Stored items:
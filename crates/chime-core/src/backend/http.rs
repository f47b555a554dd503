//! Remote sources for the native backend.
//!
//! An HTTP response body is not seekable, so it is wrapped in symphonia's
//! `ReadOnlySource`. Seeking such a stream fails in the decoder and is
//! reported as a sound error rather than a load failure.

use symphonia::core::io::{MediaSourceStream, ReadOnlySource};

use crate::error::{Error, Result};

/// Fetch `url` and hand the body to symphonia.
pub fn open_url(url: &str) -> Result<MediaSourceStream> {
    let response = ureq::get(url).call().map_err(|e| Error::LoadFailed {
        url: url.to_string(),
        reason: e.to_string(),
    })?;
    let reader = response.into_body().into_reader();
    Ok(MediaSourceStream::new(
        Box::new(ReadOnlySource::new(reader)),
        Default::default(),
    ))
}

/// Lowercased extension of the last path segment, ignoring query and
/// fragment: `"https://x/a/song.MP3?t=1"` gives `Some("mp3")`.
pub fn extension_from_url(url: &str) -> Option<String> {
    let end = url.find(['?', '#']).unwrap_or(url.len());
    let segment = url[..end].rsplit('/').next()?;
    let (stem, ext) = segment.rsplit_once('.')?;
    if stem.is_empty() || ext.is_empty() {
        return None;
    }
    Some(ext.to_ascii_lowercase())
}

pub fn is_http_url(url: &str) -> bool {
    url.starts_with("http://") || url.starts_with("https://")
}

#[cfg(test)]
mod tests {
    use super::*;

    #[test]
    fn extension_ignores_query_and_fragment() {
        assert_eq!(
            extension_from_url("https://example.com/a/song.MP3?token=abc"),
            Some("mp3".into())
        );
        assert_eq!(
            extension_from_url("https://example.com/clip.ogg#t=3"),
            Some("ogg".into())
        );
    }

    #[test]
    fn extension_absent_without_dot() {
        assert_eq!(extension_from_url("https://example.com/stream"), None);
        assert_eq!(extension_from_url("https://example.com/.hidden"), None);
    }

    #[test]
    fn http_scheme_detection() {
        assert!(is_http_url("https://example.com/song.mp3"));
        assert!(is_http_url("http://example.com/song.mp3"));
        assert!(!is_http_url("file:///tmp/song.mp3"));
        assert!(!is_http_url("song.mp3"));
    }
}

**Work to be completed**.
All of the entries should be output exactly as they appear above.

**Solution to the problem**.
filename crates/chime-core/src/backend/http.rs
repository f47b555a554dd503
//! Remote sources for the native backend.
//!
//! An HTTP response body is not seekable, so it is wrapped in symphonia's
//! `ReadOnlySource`. Seeking such a stream fails in the decoder and is
//! reported as a sound error rather than a load failure.

use symphonia::core::io::{MediaSourceStream, ReadOnlySource};

use crate::error::{Error, Result};

/// Fetch `url` and hand the body to symphonia.
pub fn open_url(url: &str) -> Result<MediaSourceStream> {
    let response = ureq::get(url).call().map_err(|e| Error::LoadFailed {
        url: url.to_string(),
        reason: e.to_string(),
    })?;
    let reader = response.into_body().into_reader();
    Ok(MediaSourceStream::new(
        Box::new(ReadOnlySource::new(reader)),
        Default::default(),
    ))
}

/// Lowercased extension of the last path segment, ignoring query and
/// fragment: `"https://x/a/song.MP3?t=1"` gives `Some("mp3")`.
pub fn extension_from_url(url: &str) -> Option<String> {
    let end = url.find(['?', '#']).unwrap_or(url.len());
    let segment = url[..end].rsplit('/').next()?;
    let (stem, ext) = segment.rsplit_once('.')?;
    if stem.is_empty() || ext.is_empty() {
        return None;
    }
    Some(ext.to_ascii_lowercase())
}

pub fn is_http_url(url: &str) -> bool {
    url.starts_with("http://") || url.starts_with("https://")
}

#[cfg(test)]
mod tests {
    use super::*;

    #[test]
    fn extension_ignores_query_and_fragment() {
        assert_eq!(
            extension_from_url("https://example.com/a/song.MP3?token=abc"),
            Some("mp3".into())
        );
        assert_eq!(
            extension_from_url("https://example.com/clip.ogg#t=3"),
            Some("ogg".into())
        );
    }

    #[test]
    fn extension_absent_without_dot() {
        assert_eq!(extension_from_url("https://example.com/stream"), None);
        assert_eq!(extension_from_url("https://example.com/.hidden"), None);
    }

    #[test]
    fn http_scheme_detection() {
        assert!(is_http_url("https://example.com/song.mp3"));
        assert!(is_http_url("http://example.com/song.mp3"));
        assert!(!is_http_url("file:///tmp/song.mp3"));
        assert!(!is_http_url("song.mp3"));
    }
}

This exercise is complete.